Macrophage activation is, in part, regulated via hydrolysis of oxidised low density lipoproteins by Lipoprotein-Associated phospholipase A(2) (Lp-PLA(2)), resulting in increased macrophage migration, pro-inflammatory cytokine release and chemokine expression. In uveitis, tissue damage is mediated as a result of macrophage activation; hence inhibition of Lp-PLA(2) may limit macrophage activation and protect the tissue.
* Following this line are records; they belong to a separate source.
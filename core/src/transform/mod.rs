//! Transformer dispatch: linearizes a source tree into routines.
//!
//! Each node kind maps to exactly one [`Transformer`] in a
//! [`TransformerRegistry`]. A transformer turns its node into a sequence of
//! operations, recursing into children through [`Generator::transform`]. The
//! generator owns everything that is per unit (key table, finished routines)
//! and per routine (tracker, finally blocks), so handlers stay stateless and a
//! registry can be shared by every unit a compiler builds.

mod expression;
mod function;
mod generator;
mod literal;
mod root;
mod statement;

#[cfg(test)]
mod statement_test;

pub use function::FUNCTION_ROUTINE_PREFIX;
pub use generator::{FinallyFrame, GeneratedUnit, Generator, RoutineSpec};
pub use root::{INVOKE_ROUTINE, PSEUDO_CONSTRUCTOR_ROUTINE};

use hashbrown::HashMap;

use crate::api::CompileError;
use crate::ops::Operation;
use crate::tree::{Node, NodeTag};

/// Evaluation mode handed down from parent to child.
#[derive(Debug, Copy, Clone, PartialEq, Eq, Default)]
pub enum TransformerContext {
    #[default]
    Normal,
    /// Null-safe evaluation: unknown names and null receivers yield null
    /// instead of raising (left side of `?:`).
    Safe,
}

impl TransformerContext {
    pub fn is_safe(self) -> bool {
        self == TransformerContext::Safe
    }
}

/// Emits the operations of one node kind.
pub trait Transformer: Send + Sync {
    fn transform<'a>(
        &self,
        node: &'a Node<'a>,
        generator: &mut Generator<'_, 'a>,
        cx: TransformerContext,
    ) -> Result<Vec<Operation>, CompileError>;
}

/// Node kind to handler table.
#[derive(Default)]
pub struct TransformerRegistry {
    handlers: HashMap<NodeTag, Box<dyn Transformer>>,
}

impl TransformerRegistry {
    pub fn empty() -> Self {
        Self::default()
    }

    /// Registry with a handler for every kind the backend compiles.
    pub fn standard() -> Self {
        use expression::*;
        use function::*;
        use literal::*;
        use root::*;
        use statement::*;

        let mut registry = Self::empty();
        for tag in [
            NodeTag::Null,
            NodeTag::Boolean,
            NodeTag::Integer,
            NodeTag::Decimal,
            NodeTag::String,
        ] {
            registry.register(tag, LiteralTransformer);
        }
        registry.register(NodeTag::Interpolation, InterpolationTransformer);
        registry.register(NodeTag::Array, ArrayTransformer);
        registry.register(NodeTag::Struct, StructTransformer);

        registry.register(NodeTag::Identifier, IdentifierTransformer);
        registry.register(NodeTag::Binary, BinaryTransformer);
        registry.register(NodeTag::Unary, UnaryTransformer);
        registry.register(NodeTag::Ternary, TernaryTransformer);
        registry.register(NodeTag::Assignment, AssignmentTransformer);
        registry.register(NodeTag::DotAccess, AccessTransformer);
        registry.register(NodeTag::IndexAccess, AccessTransformer);
        registry.register(NodeTag::FunctionCall, InvocationTransformer);
        registry.register(NodeTag::MethodCall, InvocationTransformer);
        registry.register(NodeTag::New, InvocationTransformer);

        registry.register(NodeTag::Closure, ClosureTransformer);
        registry.register(NodeTag::Lambda, ClosureTransformer);
        registry.register(NodeTag::FunctionDeclaration, FunctionDeclarationTransformer);

        registry.register(NodeTag::ExpressionStatement, ExpressionStatementTransformer);
        registry.register(NodeTag::Block, BlockTransformer);
        registry.register(NodeTag::If, IfTransformer);
        registry.register(NodeTag::While, WhileTransformer);
        registry.register(NodeTag::ForIn, ForInTransformer);
        registry.register(NodeTag::Break, JumpTransformer);
        registry.register(NodeTag::Continue, JumpTransformer);
        registry.register(NodeTag::Return, ReturnTransformer);
        registry.register(NodeTag::Throw, ThrowTransformer);
        registry.register(NodeTag::Try, TryTransformer);

        registry.register(NodeTag::Script, ScriptTransformer);
        registry.register(NodeTag::Class, ClassTransformer);
        registry
    }

    /// Install `handler` for `tag`, replacing any previous one.
    pub fn register(&mut self, tag: NodeTag, handler: impl Transformer + 'static) {
        self.handlers.insert(tag, Box::new(handler));
    }

    pub fn get(&self, tag: NodeTag) -> Option<&dyn Transformer> {
        self.handlers.get(&tag).map(|h| h.as_ref())
    }

    pub fn supports(&self, tag: NodeTag) -> bool {
        self.handlers.contains_key(&tag)
    }
}

impl core::fmt::Debug for TransformerRegistry {
    fn fmt(&self, f: &mut core::fmt::Formatter<'_>) -> core::fmt::Result {
        let mut tags: Vec<_> = self.handlers.keys().collect();
        tags.sort();
        f.debug_struct("TransformerRegistry").field("kinds", &tags).finish()
    }
}
use bumpalo::Bump;
use pretty_assertions::assert_eq;

use super::*;
use crate::ops::{Condition, Constant, Label, RuntimeFn};
use crate::tree::{BinaryOp, TreeBuilder};
use crate::unit::{Routine, TryCatch};

fn compile_script<'a>(root: &'a Node<'a>) -> Result<Routine, CompileError> {
    let registry = TransformerRegistry::standard();
    let unit = Generator::new(&registry, "statements").generate(root)?;
    Ok(unit
        .routines
        .into_iter()
        .find(|r| r.name == unit.entry)
        .expect("entry routine"))
}

fn label(n: u32) -> Operation {
    Operation::Label(Label(n))
}

fn branch_if_false(n: u32) -> Operation {
    Operation::Branch {
        condition: Condition::IfFalse,
        target: Label(n),
    }
}

/// `cleanup();` as a statement, with `cleanup` at key 0.
fn cleanup_statement() -> Vec<Operation> {
    vec![
        Operation::Divider,
        Operation::Load(0),
        Operation::PushKey(0),
        Operation::push_int(0),
        Operation::NewArray,
        Operation::runtime(RuntimeFn::InvokeFunction { named: false }),
        Operation::Pop,
    ]
}

fn null_return() -> [Operation; 2] {
    [Operation::Push(Constant::Null), Operation::Return]
}

#[test]
fn test_if_else() {
    let arena = Bump::new();
    let b = TreeBuilder::new(&arena);
    let root = b.alloc(b.script(vec![b.if_else(
        b.ident("c"),
        b.block(vec![b.expr_stmt(b.int(1))]),
        Some(b.block(vec![b.expr_stmt(b.int(2))])),
    )]));

    let invoke = compile_script(root).unwrap();
    let mut expected = vec![
        Operation::Divider,
        Operation::Load(0),
        Operation::PushKey(0),
        Operation::runtime(RuntimeFn::ScopeFind { safe: false }),
        Operation::runtime(RuntimeFn::Truthy),
        branch_if_false(0),
        Operation::Divider,
        Operation::push_int(1),
        Operation::Pop,
        Operation::Jump(Label(1)),
        label(0),
        Operation::Divider,
        Operation::push_int(2),
        Operation::Pop,
        label(1),
    ];
    expected.extend(null_return());
    assert_eq!(invoke.body, expected);
}

#[test]
fn test_while_with_break() {
    let arena = Bump::new();
    let b = TreeBuilder::new(&arena);
    let root = b.alloc(b.script(vec![b.while_loop(
        None,
        b.boolean(true),
        b.block(vec![b.brk(None)]),
    )]));

    let invoke = compile_script(root).unwrap();
    let mut expected = vec![
        Operation::Divider,
        label(0),
        Operation::Push(Constant::Bool(true)),
        Operation::runtime(RuntimeFn::Truthy),
        branch_if_false(1),
        Operation::Divider,
        Operation::Jump(Label(1)),
        Operation::Jump(Label(0)),
        label(1),
    ];
    expected.extend(null_return());
    assert_eq!(invoke.body, expected);
}

#[test]
fn test_labelled_break_leaves_outer_loop() {
    let arena = Bump::new();
    let b = TreeBuilder::new(&arena);
    let inner = b.while_loop(Some("inner"), b.boolean(true), b.block(vec![b.brk(Some("OUTER"))]));
    let root = b.alloc(b.script(vec![b.while_loop(
        Some("outer"),
        b.boolean(true),
        b.block(vec![inner]),
    )]));

    let invoke = compile_script(root).unwrap();
    let mut expected = vec![
        Operation::Divider,
        label(0),
        Operation::Push(Constant::Bool(true)),
        Operation::runtime(RuntimeFn::Truthy),
        branch_if_false(1),
        Operation::Divider,
        label(2),
        Operation::Push(Constant::Bool(true)),
        Operation::runtime(RuntimeFn::Truthy),
        branch_if_false(3),
        Operation::Divider,
        Operation::Jump(Label(1)),
        Operation::Jump(Label(2)),
        label(3),
        Operation::Jump(Label(0)),
        label(1),
    ];
    expected.extend(null_return());
    assert_eq!(invoke.body, expected);
}

#[test]
fn test_break_outside_loop_is_invalid() {
    let arena = Bump::new();
    let b = TreeBuilder::new(&arena);
    let root = b.alloc(b.script(vec![b.brk(None)]));

    match compile_script(root) {
        Err(CompileError::Invalid { message, kind, text, .. }) => {
            assert_eq!(message, "break outside of a loop");
            assert_eq!(kind, "Break");
            assert_eq!(text, "break;");
        }
        other => panic!("expected an invalid break, got {other:?}"),
    }
}

#[test]
fn test_continue_to_unknown_label_is_invalid() {
    let arena = Bump::new();
    let b = TreeBuilder::new(&arena);
    let root = b.alloc(b.script(vec![b.while_loop(
        Some("outer"),
        b.boolean(true),
        b.block(vec![b.cont(Some("inner"))]),
    )]));

    let error = compile_script(root).unwrap_err();
    assert!(matches!(
        error,
        CompileError::Invalid { ref message, .. } if message == "continue to unknown loop `inner`"
    ));
}

#[test]
fn test_loops_do_not_reach_into_closures() {
    let arena = Bump::new();
    let b = TreeBuilder::new(&arena);
    let closure = b.closure(vec![], b.block(vec![b.brk(None)]));
    let root = b.alloc(b.script(vec![b.while_loop(
        None,
        b.boolean(true),
        b.block(vec![b.expr_stmt(closure)]),
    )]));

    let error = compile_script(root).unwrap_err();
    assert!(matches!(error, CompileError::Invalid { kind: "Break", .. }));
}

#[test]
fn test_for_in_keeps_iterator_in_a_slot() {
    let arena = Bump::new();
    let b = TreeBuilder::new(&arena);
    let root = b.alloc(b.script(vec![b.for_in("x", b.ident("xs"), b.block(vec![]))]));

    let invoke = compile_script(root).unwrap();
    let mut expected = vec![
        Operation::Divider,
        Operation::Load(0),
        Operation::PushKey(0),
        Operation::runtime(RuntimeFn::ScopeFind { safe: false }),
        Operation::runtime(RuntimeFn::IterateStart),
        Operation::Store(1),
        label(0),
        Operation::Load(1),
        Operation::runtime(RuntimeFn::IterateHasNext),
        branch_if_false(1),
        Operation::Load(0),
        Operation::PushKey(1),
        Operation::Load(1),
        Operation::runtime(RuntimeFn::IterateNext),
        Operation::runtime(RuntimeFn::ScopeAssign),
        Operation::Pop,
        Operation::Jump(Label(0)),
        label(1),
    ];
    expected.extend(null_return());
    assert_eq!(invoke.body, expected);
    assert_eq!(invoke.max_locals, 2);
}

#[test]
fn test_try_catch_binds_exception_in_catch_context() {
    let arena = Bump::new();
    let b = TreeBuilder::new(&arena);
    let root = b.alloc(b.script(vec![b.try_catch(
        b.block(vec![b.throw(b.string("boom"))]),
        Some(("e", b.block(vec![]))),
        None,
    )]));

    let invoke = compile_script(root).unwrap();
    let mut expected = vec![
        Operation::Divider,
        label(0),
        Operation::Divider,
        Operation::push_str("boom"),
        Operation::Throw,
        label(1),
        Operation::Jump(Label(2)),
        label(3),
        Operation::Store(1),
        Operation::Load(0),
        Operation::Load(1),
        Operation::runtime(RuntimeFn::CatchContext),
        Operation::Store(2),
        Operation::Load(2),
        Operation::PushKey(0),
        Operation::Load(1),
        Operation::runtime(RuntimeFn::ScopeAssign),
        Operation::Pop,
        label(4),
        Operation::Jump(Label(2)),
        label(2),
    ];
    expected.extend(null_return());
    assert_eq!(invoke.body, expected);
    assert_eq!(
        invoke.try_catches,
        vec![TryCatch {
            start: Label(0),
            end: Label(1),
            handler: Label(3),
        }]
    );
    assert_eq!(invoke.max_locals, 3);
}

#[test]
fn test_return_runs_finally_outside_protected_range() {
    let arena = Bump::new();
    let b = TreeBuilder::new(&arena);
    let root = b.alloc(b.script(vec![b.try_catch(
        b.block(vec![b.ret(Some(b.int(1)))]),
        None,
        Some(b.block(vec![b.expr_stmt(b.call("cleanup", vec![]))])),
    )]));

    let invoke = compile_script(root).unwrap();
    let mut expected = vec![
        Operation::Divider,
        label(0),
        Operation::Divider,
        Operation::push_int(1),
        Operation::Store(1),
        label(1),
    ];
    expected.extend(cleanup_statement());
    expected.extend([label(2), Operation::Load(1), Operation::Return, label(3), label(5)]);
    expected.extend(cleanup_statement());
    expected.extend([label(6), Operation::Jump(Label(4)), label(7), Operation::Store(2)]);
    expected.extend(cleanup_statement());
    expected.extend([Operation::Load(2), Operation::Throw, label(4)]);
    expected.extend(null_return());
    assert_eq!(invoke.body, expected);

    assert_eq!(
        invoke.try_catches,
        vec![
            TryCatch {
                start: Label(0),
                end: Label(1),
                handler: Label(7),
            },
            TryCatch {
                start: Label(2),
                end: Label(3),
                handler: Label(7),
            },
        ]
    );
}

#[test]
fn test_break_through_finally_inlines_it() {
    let arena = Bump::new();
    let b = TreeBuilder::new(&arena);
    let guarded = b.try_catch(
        b.block(vec![b.brk(None)]),
        None,
        Some(b.block(vec![b.expr_stmt(b.call("cleanup", vec![]))])),
    );
    let root = b.alloc(b.script(vec![b.while_loop(
        None,
        b.boolean(true),
        b.block(vec![guarded]),
    )]));

    let invoke = compile_script(root).unwrap();
    let calls = invoke
        .body
        .iter()
        .filter(|op| **op == Operation::runtime(RuntimeFn::InvokeFunction { named: false }))
        .count();
    // break path, normal path and rethrow handler
    assert_eq!(calls, 3);
    assert_eq!(invoke.try_catches.len(), 2);
}

#[test]
fn test_return_from_void_routine() {
    let arena = Bump::new();
    let b = TreeBuilder::new(&arena);
    let root = b.alloc(b.class("C", vec![b.ret(Some(b.int(1)))]));

    let registry = TransformerRegistry::standard();
    let unit = Generator::new(&registry, "C").generate(root).unwrap();
    assert_eq!(
        unit.routines[0].body,
        vec![
            Operation::Divider,
            Operation::push_int(1),
            Operation::Pop,
            Operation::ReturnVoid,
        ]
    );
}

#[test]
fn test_elvis_reads_left_side_safely() {
    let arena = Bump::new();
    let b = TreeBuilder::new(&arena);
    let root = b.alloc(b.script(vec![b.expr_stmt(b.binary(BinaryOp::Elvis, b.ident("a"), b.int(0)))]));

    let invoke = compile_script(root).unwrap();
    let mut expected = vec![
        Operation::Divider,
        Operation::Load(0),
        Operation::PushKey(0),
        Operation::runtime(RuntimeFn::ScopeFind { safe: true }),
        Operation::Dup,
        Operation::Branch {
            condition: Condition::IfNonNull,
            target: Label(0),
        },
        Operation::Pop,
        Operation::push_int(0),
        label(0),
        Operation::Pop,
    ];
    expected.extend(null_return());
    assert_eq!(invoke.body, expected);
    assert_eq!(invoke.max_stack, 2);
}

#[test]
fn test_assignment_to_call_is_invalid() {
    let arena = Bump::new();
    let b = TreeBuilder::new(&arena);
    let root = b.alloc(b.script(vec![b.expr_stmt(b.assign(b.call("f", vec![]), b.int(1)))]));

    match compile_script(root) {
        Err(CompileError::Invalid { message, kind, .. }) => {
            assert_eq!(message, "cannot assign to FunctionInvocation");
            assert_eq!(kind, "Assignment");
        }
        other => panic!("expected an invalid assignment, got {other:?}"),
    }
}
Utilising Lp-PLA(2) gene-deficient (KO) mice and a pharmacological inhibitor of Lp-PLA(2) (SB-435495) we aimed to determine the effect of Lp-PLA(2) suppression in mediating retinal protection in a model of autoimmune retinal inflammation, experimental autoimmune uveoretinitis (EAU). Following immunisation with RBP-3 (IRBP) 1–20 or 161–180 peptides, clinical disease was monitored and severity assessed, infiltrating leukocytes were enumerated by flow cytometry and tissue destruction quantified by histology. Despite ablation of Lp-PLA(2) enzyme activity in Lp-PLA(2) KO mice or wild-type mice treated with SB-435495, the number of infiltrating CD45(+) cells in the retina was equivalent to control EAU animals, and there was no reduction in disease severity. Thus, despite the reported beneficial effects of therapeutic Lp-PLA(2) depletion in a variety of vascular inflammatory conditions, we were unable to attenuate disease, show delayed disease onset or prevent progression of EAU in Lp-PLA(2) KO mice. Although EAU exhibits inflammatory vasculopathy there is no overt defect in lipid metabolism and given the lack of effect following Lp-PLA(2) suppression, these data support the hypothesis that sub-acute autoimmune inflammatory disease progresses independently of Lp-PLA(2) activity.